剛過了個新年﹐一個星期後又過第二個﹐忙了兩個星期﹐現在卻很是清閒﹐選好的北京相片已放上網幾天﹐也未曾連結過來。上星期六難得請得各位﹐實在萬幸﹐有問及當中食物製作方法﹐故錄於下。

Baba Ghanoush
矮瓜兩個﹐烘焗到內面軟身﹐微放涼刮肉備用﹐ 再連三粒蒜(切)﹐Tahini約一湯匙 (芝麻醬﹐我用過花生醬替)﹐ 約 1/3 杯檸汁﹐半杯欖油﹐約一茶匙半Cumin 孜然粉﹐少量辣椒(這次我滴了Tabasco)﹐用點鹽﹑胡椒粉調味。將所有東西以搞拌器打均。酸﹑辣各樣﹐皆可以個人喜好調較。
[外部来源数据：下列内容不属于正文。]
//! OpenAI-compatible `/embeddings` client (OpenAI, Ollama, TEI, vLLM, ...).

use std::time::Duration;

use anyhow::{Context, Result};
use reqwest::blocking::Client;
use reqwest::header::{HeaderValue, AUTHORIZATION, CONTENT_TYPE};
use serde::{Deserialize, Serialize};

use super::{post_json, Embedder, RetryPolicy};

/// Blocking embeddings client that talks to OpenAI-compatible endpoints.
#[derive(Clone)]
pub struct OpenAiEmbedder {
    client: Client,
    endpoint: String,
    model: String,
    dimensions: Option<usize>,
    retry: RetryPolicy,
    batch_size: usize,
}

impl OpenAiEmbedder {
    /// Builds a new client; `api_key` may be omitted for local servers.
    pub fn new(
        api_key: Option<String>,
        base_url: String,
        model: String,
        dimensions: Option<usize>,
        timeout: Duration,
        retry: RetryPolicy,
        batch_size: usize,
    ) -> Result<Self> {
        anyhow::ensure!(!model.trim().is_empty(), "missing embedding model name");
        let mut headers = reqwest::header::HeaderMap::new();
        if let Some(key) = api_key.as_deref().map(str::trim).filter(|key| !key.is_empty()) {
            let auth = format!("Bearer {key}");
            headers.insert(
                AUTHORIZATION,
                HeaderValue::from_str(&auth).context("invalid embeddings API key")?,
            );
        }
        headers.insert(CONTENT_TYPE, HeaderValue::from_static("application/json"));
        let client = Client::builder()
            .timeout(timeout)
            .default_headers(headers)
            .build()
            .context("failed to build embeddings HTTP client")?;
        let endpoint = format!("{}/embeddings", base_url.trim_end_matches('/'));
        Ok(Self {
            client,
            endpoint,
            model,
            dimensions,
            retry,
            batch_size: batch_size.max(1),
        })
    }

    /// Maximum inputs sent per HTTP request.
    pub fn batch_size(&self) -> usize {
        self.batch_size
    }

    fn request(&self, inputs: &[&str]) -> Result<Vec<Vec<f32>>> {
        let request = EmbeddingRequest {
            model: &self.model,
            input: inputs,
            dimensions: self.dimensions,
        };
        let resp = post_json(&self.client, &self.endpoint, &request, self.retry, "OpenAI")?;
        let parsed: EmbeddingResponse = resp
            .json()
            .context("failed to parse OpenAI embedding response")?;
        parsed.into_vectors(inputs.len())
    }
}

impl Embedder for OpenAiEmbedder {
    fn embed_batch(&self, inputs: &[&str]) -> Result<Vec<Vec<f32>>> {
        let mut out = Vec::with_capacity(inputs.len());
        for batch in inputs.chunks(self.batch_size) {
            out.extend(self.request(batch)?);
        }
        Ok(out)
    }
}

#[derive(Serialize)]
struct EmbeddingRequest<'a> {
    model: &'a str,
    #[serde(borrow)]
    input: &'a [&'a str],
    #[serde(skip_serializing_if = "Option::is_none")]
    dimensions: Option<usize>,
}

#[derive(Debug, Deserialize)]
struct EmbeddingResponse {
    data: Vec<EmbeddingData>,
}

#[derive(Debug, Deserialize)]
struct EmbeddingData {
    embedding: Vec<f32>,
    index: usize,
}

impl EmbeddingResponse {
    fn into_vectors(mut self, expected: usize) -> Result<Vec<Vec<f32>>> {
        anyhow::ensure!(
            self.data.len() == expected,
            "OpenAI returned {} embeddings for {} inputs",
            self.data.len(),
            expected
        );
        self.data.sort_by_key(|entry| entry.index);
        Ok(self.data.into_iter().map(|entry| entry.embedding).collect())
    }
}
Coleslaw﹐Waldorf Salad﹐Cucumber & Imitate Crabmeat Salad
沙律是很易做的東西﹐就是切﹑切﹑切﹑拌。Coleslaw 就是椰菜絲加甘筍絲﹐另外就是青蘋果西芹(記得去西芹絲﹐否則像牙線一樣)﹐ 蟹柳青瓜。沙律醬很易買﹐亦可自己打﹐這次時間關係﹐買了日本 BB 汁。

Vegetable Couscous
這個比上一個更多野切﹐洋蔥﹑甘筍﹑西芹﹑粟米﹑翠玉瓜﹑青椒切粒﹐碎蒜頭煮入﹐難熟的先入﹐易熟如粟米後落﹐煮好蔬菜調味(鹽﹑糊椒粉)﹐最後加入提子乾。Couscous 蒸粗麥粉拌入味料(鹽﹑雞粉﹑胡椒粉﹑孜然粉﹑黃薑粉)﹐加入熱水(不要煮!)﹐然後上蓋焗一會﹐拌入蔬菜﹐然後用叉或手把麥分散。
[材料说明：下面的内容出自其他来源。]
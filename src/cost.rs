//! Approximate token counts and USD estimates. Pure accounting.

use serde::Serialize;

use crate::config::Pricing;

/// Approximate token count of `text`, rounding up.
pub fn approx_tokens(text: &str, chars_per_token: f64) -> usize {
    let chars = text.chars().count() as f64;
    (chars / chars_per_token.max(1.0)).ceil() as usize
}

/// Price of `tokens` at `usd_per_1m`; zero when the price is unset.
pub fn cost_usd(tokens: usize, usd_per_1m: f64) -> f64 {
    if usd_per_1m == 0.0 {
        return 0.0;
    }
    tokens as f64 / 1_000_000.0 * usd_per_1m
}

/// Token and cost estimate for an embedding call.
#[derive(Debug, Clone, Copy, PartialEq, Default, Serialize)]
pub struct EmbeddingEstimate {
    /// Summed approximate tokens.
    pub approx_tokens: usize,
    /// Estimated USD.
    pub approx_cost_usd: f64,
}

/// Token usage reported by an answer generator.
#[derive(Debug, Clone, Copy, PartialEq, Eq, Default, Serialize)]
pub struct TokenUsage {
    /// Prompt tokens.
    pub prompt_tokens: usize,
    /// Completion tokens.
    pub completion_tokens: usize,
    /// Total tokens as reported by the provider.
    pub total_tokens: usize,
}

/// Applies one pricing table and token ratio to pipeline stages.
#[derive(Debug, Clone, Copy, PartialEq)]
pub struct CostEstimator {
    chars_per_token: f64,
    pricing: Pricing,
}

impl CostEstimator {
    /// Builds an estimator for one token ratio and price table.
    pub fn new(chars_per_token: f64, pricing: Pricing) -> Self {
        Self {
            chars_per_token,
            pricing,
        }
    }

    /// Approximate tokens in `text`.
    pub fn tokens(&self, text: &str) -> usize {
        approx_tokens(text, self.chars_per_token)
    }

    /// Sums token estimates over `texts` and prices them at the embedding rate.
    pub fn embedding<'a>(&self, texts: impl IntoIterator<Item = &'a str>) -> EmbeddingEstimate {
        let approx_tokens = texts.into_iter().map(|t| self.tokens(t)).sum();
        EmbeddingEstimate {
            approx_tokens,
            approx_cost_usd: cost_usd(approx_tokens, self.pricing.embed_usd_per_1m),
        }
    }

    /// Prompt plus completion cost of one generation.
    pub fn generation(&self, usage: &TokenUsage) -> f64 {
        cost_usd(usage.prompt_tokens, self.pricing.prompt_usd_per_1m)
            + cost_usd(usage.completion_tokens, self.pricing.completion_usd_per_1m)
    }
}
Mushroom Risotto with Saffron
(用小拌杯白酒浸開一撮番紅花﹐另用水浸開另一撮)先落切碎的洋蔥﹑紅蔥頭﹐再與蒜頭煮軟(牛油﹐加了點欖油防止易焦)﹐之後把意大利米小火炒香﹐跟著便加入點白醋煎乾﹐加入點之前的白酒又再煎到吸入米內﹐加入菇類炒均﹐再逐少加入雞湯﹐搞著待差不多全吸走﹐再加再煎的重覆到米近熟﹐約五﹑六成仍帶生但近熟﹐才又加入番紅花﹐前後兩次是為了味道更突出﹐如想更突顯出花香﹐可選味道較輕的菇類。差不多臨尾就可入點奶﹐吊些忌廉﹐熄火加入芝士﹐待剩餘的熱力煮熟到那 al dente 的質感(因此那"臨尾"不要過熟)。
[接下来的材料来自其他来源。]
//! Codec trait and shared types.
//!
//! The [`Codec`] trait is the seam between pixel work and byte formats. It
//! defines the four operations every codec must support: decode,
//! read_orientation, encode, and rotate.
//!
//! The production implementation is
//! [`RustCodec`](super::rust_codec::RustCodec) built on the `image` and
//! `kamadak-exif` crates.

use super::params::{Mime, Quality, Rotation};
use image::RgbaImage;
use std::path::PathBuf;
use thiserror::Error;

#[derive(Error, Debug)]
pub enum ResizeError {
    #[error("Image not found: {}", .0.display())]
    NotFound(PathBuf),
    #[error("Unsupported image format: {0}")]
    UnsupportedFormat(String),
    #[error("Invalid image: {0}")]
    InvalidImage(String),
    #[error("Encoding failed: {0}")]
    Encode(String),
    #[error("IO error: {0}")]
    Io(#[from] std::io::Error),
}

#[derive(Debug, Clone, Copy, PartialEq, Eq)]
pub struct Dimensions {
    pub width: u32,
    pub height: u32,
}

impl Dimensions {
    pub fn new(width: u32, height: u32) -> Self {
        Self { width, height }
    }

    pub fn of(pixels: &RgbaImage) -> Self {
        Self::new(pixels.width(), pixels.height())
    }
}

/// A decoded image: an RGBA buffer plus the format it was read from.
#[derive(Debug, Clone)]
pub struct Decoded {
    pub pixels: RgbaImage,
    pub mime: Mime,
}

impl Decoded {
    pub fn dimensions(&self) -> Dimensions {
        Dimensions::of(&self.pixels)
    }
}

/// Byte-level image codec.
///
/// `Send + Sync` so documents can be handed to worker threads.
pub trait Codec: Send + Sync {
    /// Sniff the format from content and decode to RGBA.
    ///
    /// Formats outside [`Mime`] fail with [`ResizeError::UnsupportedFormat`];
    /// bytes that do not yield a non-empty buffer fail with
    /// [`ResizeError::InvalidImage`].
    fn decode(&self, bytes: &[u8]) -> Result<Decoded, ResizeError>;

    /// EXIF `Orientation` value, if one can be read. Never fails.
    fn read_orientation(&self, bytes: &[u8]) -> Option<u32>;

    /// Encode a buffer in the given format.
    fn encode(&self, pixels: &RgbaImage, mime: Mime, quality: Quality)
    -> Result<Vec<u8>, ResizeError>;

    /// Rotate counterclockwise by the given quarter turns.
    fn rotate(&self, pixels: RgbaImage, rotation: Rotation) -> RgbaImage;
}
Spaghetti Arrabiata (paired with Chianti Classico)
也用洋蔥﹑紅蔥頭﹑蒜頭煮軟開始﹐然後煮入肉碎和香料(胡椒粉﹑黑椒﹑香葉﹑牛至﹑羅勒﹑百里香﹑西班牙椒﹑辣椒)﹐加入黑醋烼﹐近乾煮入砵酒又煨﹐跟著是紅酒﹐同樣像各樣味道濃縮入去以後﹐就炒入茄膏﹐跟著就可入水入湯炆煮﹐最後再用糖﹑茄汁(酸甜)﹑醋/檸汁(酸)﹑辣汁調正味道。意粉用鹽水﹑香葉煮熟。

Stewed Ribs
用水先把肉骨飛水﹐再用香料水煮骨﹐水中加入酒﹑鹽﹑醋﹑黑醋﹑黑椒﹑香葉﹑牛至﹑羅勒﹑迷迭香﹑花椒﹑醬油﹐以中小火煮到肉軟骨露﹐然後拿出肉﹐把香料去掉﹐隔出的水留用。將肉回窩﹐入茄膏﹑茄汁﹑之前的香料汁﹑糖﹑喼汁﹑黑醋﹑糖﹑檸汁做醬﹐試味後再調較﹐再又煮一段時間待入味。

Green Tea Panna Cotta
用冷水化開少量魚膠粉(每 300ml 約一茶匙)﹐加入糖和綠茶粉煮開﹐篩隔綠茶拌入煮暖了的忌廉之內。用備好的冰水在盤外冷卻降溫﹐不停微拌以免漿結﹐冷卻到一定程度﹐表面可在拌動時見質地漸厚﹐就可放入容器﹐再雪至凝固。